Top 10 November Gardening Jobs
November, the penultimate month of the year, is upon us. For most of us this truly is the start of the Christmas season, with the shopping and the mince pies, but what is there to do in the garden? There’s lots of tidying to do as well as preparing your plants for the winter frosts and stronger winds. Aside from these you also want to think about how to make your garden look it’s best during this season without spending too much time in the cold and wet.
- Now is a good time to plant Roses but make sure you tie back and stake them, along with any other plants that are vulnerable to high winds. You can also cut back existing roses to further protect them from the wind.
- If you have a pond (especially with fish in it) you want to keep the water oxygenated in the coming freezing temperatures. One thing you can do is to simply put a ball in the water.
- Now is the ideal time to plant any hedges in your garden and there are many varieties that can help any visiting bird life too, such as holly, providing berries for them to feast on.
- If you haven’t already done so, you’ve still got time to plant your bulbs such as Daffodils, Tulips and Allium. Then all you have to do is simply wait for the spring to see them bloom.
- If you have bird tables and feeders then you should clear away old food and disinfect them to prevent the spread of diseases through mould and droppings. Make sure you keep food and water topped up.
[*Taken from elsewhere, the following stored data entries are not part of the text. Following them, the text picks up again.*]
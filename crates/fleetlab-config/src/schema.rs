//! fleetlab.yaml schema

use crate::error::{ConfigError, Result};
use serde::{Deserialize, Serialize};
use std::path::{Path, PathBuf};

pub const ENV_BACKEND: &str = "FLEETLAB_BACKEND";
pub const ENV_PROJECT: &str = "FLEETLAB_PROJECT";
pub const ENV_OWNER: &str = "FLEETLAB_OWNER";

const BACKEND_TYPES: [&str; 3] = ["docker", "aws", "gcp"];

#[derive(Debug, Clone, Default, PartialEq, Serialize, Deserialize)]
#[serde(default)]
pub struct FleetlabConfig {
    pub backend: BackendConfig,
    pub defaults: DefaultsConfig,
    pub docker: DockerConfig,
    pub aws: AwsConfig,
    pub gcp: GcpConfig,
    pub expiry: ExpiryConfig,

    /// File this configuration was read from
    #[serde(skip)]
    pub source: Option<PathBuf>,
}

#[derive(Debug, Clone, PartialEq, Serialize, Deserialize)]
#[serde(default)]
pub struct BackendConfig {
    #[serde(rename = "type")]
    pub kind: String,
}

impl Default for BackendConfig {
    fn default() -> Self {
        Self {
            kind: "docker".to_string(),
        }
    }
}

#[derive(Debug, Clone, Default, PartialEq, Serialize, Deserialize)]
#[serde(default)]
pub struct DefaultsConfig {
    pub owner: Option<String>,
    pub project: Option<String>,
    pub parallel_threads: Option<usize>,
    /// Ttl of new groups created without `--expire`, e.g. `30h`; `0` never
    /// expires. Unset means 30h on aws and gcp, never on docker.
    pub expire: Option<String>,
}

#[derive(Debug, Clone, Default, PartialEq, Serialize, Deserialize)]
#[serde(default)]
pub struct DockerConfig {
    /// Engine endpoint; the local socket when unset
    pub host: Option<String>,
}

#[derive(Debug, Clone, PartialEq, Serialize, Deserialize)]
#[serde(default)]
pub struct AwsConfig {
    pub region: Option<String>,
    pub profile: Option<String>,
    pub ssh_user: String,
    /// Directory holding `<key-name>.pem` files
    pub ssh_key_dir: Option<PathBuf>,
}

impl Default for AwsConfig {
    fn default() -> Self {
        Self {
            region: None,
            profile: None,
            ssh_user: "ubuntu".to_string(),
            ssh_key_dir: None,
        }
    }
}

#[derive(Debug, Clone, PartialEq, Serialize, Deserialize)]
#[serde(default)]
pub struct GcpConfig {
    pub project: Option<String>,
    pub region: Option<String>,
    pub zone: Option<String>,
    pub ssh_user: String,
    pub ssh_key_path: Option<PathBuf>,
}

impl Default for GcpConfig {
    fn default() -> Self {
        Self {
            project: None,
            region: None,
            zone: None,
            ssh_user: "fleetlab".to_string(),
            ssh_key_path: None,
        }
    }
}

#[derive(Debug, Clone, PartialEq, Serialize, Deserialize)]
#[serde(default)]
pub struct ExpiryConfig {
    pub interval_minutes: u32,
    /// Zip package deployed as the Lambda function
    pub aws_function_package: Option<PathBuf>,
    /// Source directory deployed as the Cloud Function
    pub gcp_function_source: Option<PathBuf>,
}

impl Default for ExpiryConfig {
    fn default() -> Self {
        Self {
            interval_minutes: 15,
            aws_function_package: None,
            gcp_function_source: None,
        }
    }
}

impl FleetlabConfig {
    pub fn from_yaml(content: &str, path: &Path) -> Result<Self> {
        let mut config: FleetlabConfig =
            serde_yaml::from_str(content).map_err(|source| ConfigError::Parse {
                path: path.to_path_buf(),
                source,
            })?;
        config.source = Some(path.to_path_buf());
        Ok(config)
    }

    pub fn from_file(path: &Path) -> Result<Self> {
        let content = std::fs::read_to_string(path)?;
        Self::from_yaml(&content, path)
    }

    /// Applies `FLEETLAB_BACKEND`, `FLEETLAB_PROJECT` and `FLEETLAB_OWNER`
    pub fn apply_env_overrides(&mut self) {
        if let Some(backend) = env_value(ENV_BACKEND) {
            self.backend.kind = backend;
        }
        if let Some(project) = env_value(ENV_PROJECT) {
            self.defaults.project = Some(project);
        }
        if let Some(owner) = env_value(ENV_OWNER) {
            self.defaults.owner = Some(owner);
        }
    }

    pub fn validate(&self) -> Result<()> {
        let kind = self.backend.kind.to_ascii_lowercase();
        if !BACKEND_TYPES.contains(&kind.as_str()) {
            return Err(ConfigError::Invalid(format!(
                "unknown backend type '{}' (expected one of: {})",
                self.backend.kind,
                BACKEND_TYPES.join(", ")
            )));
        }
        if self.defaults.parallel_threads == Some(0) {
            return Err(ConfigError::Invalid(
                "defaults.parallel_threads must be at least 1".to_string(),
            ));
        }
        if self.expiry.interval_minutes == 0 {
            return Err(ConfigError::Invalid(
                "expiry.interval_minutes must be at least 1".to_string(),
            ));
        }
        Ok(())
    }
}

fn env_value(key: &str) -> Option<String> {
    std::env::var(key).ok().filter(|v| !v.trim().is_empty())
}

#[cfg(test)]
mod tests {
    use super::*;
    use serial_test::serial;

    #[test]
    fn test_empty_file_uses_defaults() {
        let config = FleetlabConfig::from_yaml("{}", Path::new("fleetlab.yaml")).unwrap();
        assert_eq!(config.backend.kind, "docker");
        assert_eq!(config.expiry.interval_minutes, 15);
        assert_eq!(config.aws.ssh_user, "ubuntu");
        assert_eq!(config.source, Some(PathBuf::from("fleetlab.yaml")));
    }

    #[test]
    fn test_parse_full_file() {
        let yaml = r#"
backend:
  type: gcp
defaults:
  owner: alice
  project: perf
  parallel_threads: 8
  expire: 12h
gcp:
  project: my-gcp-project
  zone: us-central1-a
expiry:
  interval_minutes: 30
"#;
        let config = FleetlabConfig::from_yaml(yaml, Path::new("x.yaml")).unwrap();
        assert_eq!(config.backend.kind, "gcp");
        assert_eq!(config.defaults.owner.as_deref(), Some("alice"));
        assert_eq!(config.defaults.parallel_threads, Some(8));
        assert_eq!(config.defaults.expire.as_deref(), Some("12h"));
        assert_eq!(config.gcp.zone.as_deref(), Some("us-central1-a"));
        assert_eq!(config.gcp.ssh_user, "fleetlab");
        assert_eq!(config.expiry.interval_minutes, 30);
        config.validate().unwrap();
    }

    #[test]
    fn test_parse_error_names_file() {
        let err = FleetlabConfig::from_yaml("backend: [", Path::new("broken.yaml")).unwrap_err();
        assert!(err.to_string().contains("broken.yaml"));
    }

    #[test]
    fn test_validate_rejects_unknown_backend() {
        let mut config = FleetlabConfig::default();
        config.backend.kind = "azure".to_string();
        let err = config.validate().unwrap_err();
        assert!(err.to_string().contains("azure"));

        let mut config = FleetlabConfig::default();
        config.defaults.parallel_threads = Some(0);
        assert!(config.validate().is_err());
    }

    #[test]
    #[serial]
    fn test_env_overrides() {
        temp_env::with_vars(
            [
                (ENV_BACKEND, Some("aws")),
                (ENV_PROJECT, Some("nightly")),
                (ENV_OWNER, Some("")),
            ],
            || {
                let mut config = FleetlabConfig::default();
                config.defaults.owner = Some("alice".to_string());
                config.apply_env_overrides();
                assert_eq!(config.backend.kind, "aws");
                assert_eq!(config.defaults.project.as_deref(), Some("nightly"));
                assert_eq!(config.defaults.owner.as_deref(), Some("alice"));
            },
        );
    }
}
- Tidy any leaves, decaying plants and branches littering your garden, not forgetting your pond if you have one.
- Tidy your greenhouse if you haven’t already, removing any decaying plants and old compost to prevent the spread of disease and rodents. Also, make sure you give the windows a good clean to maximize light during the shorter days.
- To stop those pesky moths damaging your fruit trees you can put a grease band around the trunks.
- Non-hardy perennials, evergreens and shrubs will need a layer of mulch to preserve moisture and improve the fertility and health of the soil as well as insulating roots. You can use a variety of materials such as well rotted manure, leaf mould, straw and wood chippings.
- If the weather permits then you can mow your lawn one last time, then you can probably store it away for the winter, making sure you clean it out from any dead grass.